* The records *

//! # KRODE Reply Rules
//!
//! File: cli/src/core/rules.rs
//!
//! ## Overview
//!
//! This module defines the rule table the responder evaluates. A rule ties a
//! reply `Category` to a set of lowercase match terms and a fixed rich-text
//! template. Rules are evaluated in order and the first match wins; the
//! fallback rule has no terms and always closes the table.
//!
//! ## Architecture
//!
//! - `Category`: the reply categories (product, maintenance, location, pricing, fallback)
//! - `ReplyRule`: one `(category, terms, template)` triple
//! - `RuleTable`: the ordered, immutable table; the fallback is held apart from
//!   the keyword rules so the "fallback last" invariant holds by construction
//! - `RuleTable::builtin()`: the table shipped with the website widget, built once
//! - `RuleTable::load()` / `RuleTable::from_toml_str()`: custom tables from TOML,
//!   validated before use
//!
//! ## Rule file format
//!
//! ```toml
//! [[rules]]
//! category = "product"
//! terms = ["porta", "puerta"]
//! template = "Oferim una àmplia gamma de productes..."
//!
//! [[rules]]
//! category = "fallback"
//! template = "Gràcies pel teu missatge!"
//! ```
//!
use crate::core::error::{KrodeError, Result, RuleTableError};
use anyhow::Context;
use serde::{Deserialize, Serialize};
use std::collections::HashSet;
use std::fmt;
use std::fs;
use std::path::Path;
use std::sync::LazyLock;
use tracing::{debug, info};

/// Reply category a rule belongs to.
#[derive(Debug, Clone, Copy, PartialEq, Eq, Hash, Serialize, Deserialize)]
#[serde(rename_all = "snake_case")]
pub enum Category {
    /// Product inquiry (doors, product range).
    Product,
    /// Maintenance and repair services.
    Maintenance,
    /// Address, location and opening hours.
    Location,
    /// Pricing and quote requests.
    Pricing,
    /// Default reply when nothing else matches.
    Fallback,
}

impl Category {
    /// Returns the lowercase label used in rule files and API responses.
    pub fn label(&self) -> &'static str {
        match self {
            Category::Product => "product",
            Category::Maintenance => "maintenance",
            Category::Location => "location",
            Category::Pricing => "pricing",
            Category::Fallback => "fallback",
        }
    }
}

impl fmt::Display for Category {
    fn fmt(&self, f: &mut fmt::Formatter<'_>) -> fmt::Result {
        write!(f, "{}", self.label())
    }
}

/// A single reply rule: when any of `terms` occurs in the lowercased input,
/// the reply is `template`.
#[derive(Debug, Clone, PartialEq, Eq)]
pub struct ReplyRule {
    category: Category,
    terms: Vec<String>,
    template: String,
}

impl ReplyRule {
    /// Creates a rule. Terms are trimmed, lowercased and de-duplicated;
    /// blank terms are dropped.
    pub fn new<I, S>(category: Category, terms: I, template: impl Into<String>) -> Self
    where
        I: IntoIterator<Item = S>,
        S: AsRef<str>,
    {
        let mut seen = HashSet::new();
        let terms = terms
            .into_iter()
            .map(|t| t.as_ref().trim().to_lowercase())
            .filter(|t| !t.is_empty())
            .filter(|t| seen.insert(t.clone()))
            .collect();

        Self {
            category,
            terms,
            template: template.into(),
        }
    }

    pub fn category(&self) -> Category {
        self.category
    }

    pub fn terms(&self) -> &[String] {
        &self.terms
    }

    pub fn template(&self) -> &str {
        &self.template
    }

    /// Substring containment against an already lowercased input.
    /// A rule without terms matches everything.
    fn matches(&self, normalized: &str) -> bool {
        self.terms.is_empty() || self.terms.iter().any(|t| normalized.contains(t.as_str()))
    }
}

/// Ordered, immutable rule table. Keyword rules are evaluated first to last,
/// then the fallback.
#[derive(Debug, Clone, PartialEq, Eq)]
pub struct RuleTable {
    rules: Vec<ReplyRule>,
    fallback: ReplyRule,
}

/// Raw `[[rules]]` entry from a TOML rule file.
#[derive(Deserialize, Debug)]
#[serde(deny_unknown_fields)]
struct RuleEntry {
    category: Category,
    #[serde(default)]
    terms: Vec<String>,
    template: String,
}

/// Top-level layout of a TOML rule file.
#[derive(Deserialize, Debug)]
#[serde(deny_unknown_fields)]
struct RuleFile {
    #[serde(default)]
    rules: Vec<RuleEntry>,
}

static BUILTIN: LazyLock<RuleTable> = LazyLock::new(|| RuleTable {
    rules: vec![
        ReplyRule::new(
            Category::Product,
            ["producte", "producto", "porta", "puerta"],
            PRODUCT_TEMPLATE,
        ),
        ReplyRule::new(
            Category::Maintenance,
            ["manteniment", "mantenimiento", "reparaci"],
            MAINTENANCE_TEMPLATE,
        ),
        ReplyRule::new(
            Category::Location,
            ["ubica", "adreça", "direccion", "on esteu", "horari"],
            LOCATION_TEMPLATE,
        ),
        ReplyRule::new(
            Category::Pricing,
            ["pressupost", "presupuesto", "preu", "precio"],
            PRICING_TEMPLATE,
        ),
    ],
    fallback: ReplyRule::new(Category::Fallback, Vec::<String>::new(), FALLBACK_TEMPLATE),
});

impl RuleTable {
    /// Builds a table from rules in evaluation order, checking the table
    /// invariants. The fallback rule must be present exactly once and last.
    pub fn new(rules: Vec<ReplyRule>) -> std::result::Result<Self, RuleTableError> {
        validate(&rules)?;

        let mut rules = rules;
        // validate() guarantees a trailing fallback.
        let fallback = rules.pop().ok_or(RuleTableError::Empty)?;
        Ok(Self { rules, fallback })
    }

    /// The table shipped with the KRODE website chat widget.
    pub fn builtin() -> &'static RuleTable {
        &BUILTIN
    }

    /// Parses and validates a rule table from TOML text.
    pub fn from_toml_str(content: &str) -> Result<Self> {
        let file: RuleFile = toml::from_str(content).context("Failed to parse rule file")?;
        let rules = file
            .rules
            .into_iter()
            .map(|e| ReplyRule::new(e.category, e.terms, e.template))
            .collect();
        Ok(Self::new(rules).map_err(KrodeError::from)?)
    }

    /// Reads, parses and validates a rule file.
    pub fn load(path: &Path) -> Result<Self> {
        info!("Loading rule table from {}", path.display());
        let content = fs::read_to_string(path)
            .with_context(|| format!("Failed to read rule file: {}", path.display()))?;
        let table = Self::from_toml_str(&content)
            .with_context(|| format!("Invalid rule file: {}", path.display()))?;
        debug!("Loaded {} rules from {}", table.len(), path.display());
        Ok(table)
    }

    /// Returns the first rule matching `input`, or the fallback.
    pub fn classify(&self, input: &str) -> &ReplyRule {
        let normalized = input.to_lowercase();
        self.rules
            .iter()
            .find(|rule| rule.matches(&normalized))
            .unwrap_or(&self.fallback)
    }

    /// Returns the reply template for `input`.
    pub fn respond(&self, input: &str) -> &str {
        self.classify(input).template()
    }

    /// All rules in evaluation order, fallback last.
    pub fn rules(&self) -> impl Iterator<Item = &ReplyRule> {
        self.rules.iter().chain(std::iter::once(self.fallback()))
    }

    pub fn fallback(&self) -> &ReplyRule {
        &self.fallback
    }

    /// Number of rules, fallback included.
    pub fn len(&self) -> usize {
        self.rules.len() + 1
    }
}

fn validate(rules: &[ReplyRule]) -> std::result::Result<(), RuleTableError> {
    if rules.is_empty() {
        return Err(RuleTableError::Empty);
    }

    let fallback_positions: Vec<usize> = rules
        .iter()
        .enumerate()
        .filter(|(_, r)| r.category == Category::Fallback)
        .map(|(i, _)| i)
        .collect();
    match fallback_positions.as_slice() {
        [] => return Err(RuleTableError::MissingFallback),
        [pos] if *pos != rules.len() - 1 => {
            return Err(RuleTableError::FallbackNotLast { position: pos + 1 })
        }
        [_] => {}
        _ => return Err(RuleTableError::DuplicateFallback),
    }

    let mut seen = HashSet::new();
    for rule in rules {
        if rule.category == Category::Fallback {
            if !rule.terms.is_empty() {
                return Err(RuleTableError::FallbackHasTerms);
            }
        } else if rule.terms.is_empty() {
            return Err(RuleTableError::NoTerms {
                category: rule.category,
            });
        }
        if !seen.insert(rule.category) {
            return Err(RuleTableError::DuplicateCategory {
                category: rule.category,
            });
        }
        if rule.template.trim().is_empty() {
            return Err(RuleTableError::BlankTemplate {
                category: rule.category,
            });
        }
    }
    Ok(())
}

// --- Built-in templates (Catalan, the site's primary language) ---

const PRODUCT_TEMPLATE: &str = "Oferim una àmplia gamma de productes:<br><br>\n\
    🚪 <strong>Portes Seccionals</strong> - Aïllament tèrmic i acústic<br>\n\
    ⚡ <strong>Portes Ràpides</strong> - Alta velocitat per a zones de trànsit<br>\n\
    🔥 <strong>Portes Tallafocs</strong> - Certificades segons normativa europea<br>\n\
    📦 <strong>Molls de Càrrega</strong> - Sistemes de càrrega i descàrrega<br>\n\
    🔄 <strong>Portes Enrotllables</strong> - Estalvi d'espai<br>\n\
    ⚙️ <strong>Motorització</strong> - Automatització intel·ligent<br><br>\n\
    Vols més informació sobre algun producte en concret?";

const MAINTENANCE_TEMPLATE: &str = "Oferim serveis de manteniment complets:<br><br>\n\
    🔧 <strong>Manteniment Preventiu</strong> - Revisions periòdiques<br>\n\
    🚨 <strong>Urgències 24h</strong> - Servei disponible tots els dies<br>\n\
    ✅ <strong>Recanvis Originals</strong> - Garantia del fabricant<br>\n\
    📋 <strong>Contractes de Manteniment</strong> - Preus preferents<br><br>\n\
    Truca'ns al <strong>972 27 17 13</strong> per contractar!";

const LOCATION_TEMPLATE: &str = "📍 <strong>Adreça:</strong><br>\n\
    Carrer Compositor Pep Ventura, 58<br>\n\
    17800 Olot, Girona<br><br>\n\
    🕐 <strong>Horari:</strong><br>\n\
    Dilluns - Divendres: 7:45 - 17:00<br>\n\
    Dissabte - Diumenge: Tancat<br><br>\n\
    📞 Telèfon: <strong>972 27 17 13</strong><br>\n\
    ✉️ Email: <strong>info@krode.com</strong>";

const PRICING_TEMPLATE: &str = "Per sol·licitar un pressupost personalitzat, pots:<br><br>\n\
    📝 Omplir el <a href=\"#contact\" style=\"color: #EB5A28\">formulari de contacte</a><br>\n\
    📞 Trucar-nos al <strong>972 27 17 13</strong><br>\n\
    ✉️ Enviar un email a <strong>info@krode.com</strong><br><br>\n\
    Et respondrem el més aviat possible amb una proposta adaptada a les teves necessitats!";

const FALLBACK_TEMPLATE: &str = "Gràcies pel teu missatge! Per a consultes específiques, et recomano:<br><br>\n\
    📞 Trucar al <strong>972 27 17 13</strong><br>\n\
    ✉️ Escriure a <strong>info@krode.com</strong><br><br>\n\
    O utilitza els botons ràpids per explorar els nostres serveis!";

* Task description *
I need exact copies of the lines from the one holding "email a <strong>info@krode.com</strong><br><br>\n\" through the end of the records above, and nothing beyond them.

* Answer to the exercise *
    ✉️ Enviar un email a <strong>info@krode.com</strong><br><br>\n\
    Et respondrem el més aviat possible amb una proposta adaptada a les teves necessitats!";

const FALLBACK_TEMPLATE: &str = "Gràcies pel teu missatge! Per a consultes específiques, et recomano:<br><br>\n\
    📞 Trucar al <strong>972 27 17 13</strong><br>\n\
    ✉️ Escriure a <strong>info@krode.com</strong><br><br>\n\
    O utilitza els botons ràpids per explorar els nostres serveis!";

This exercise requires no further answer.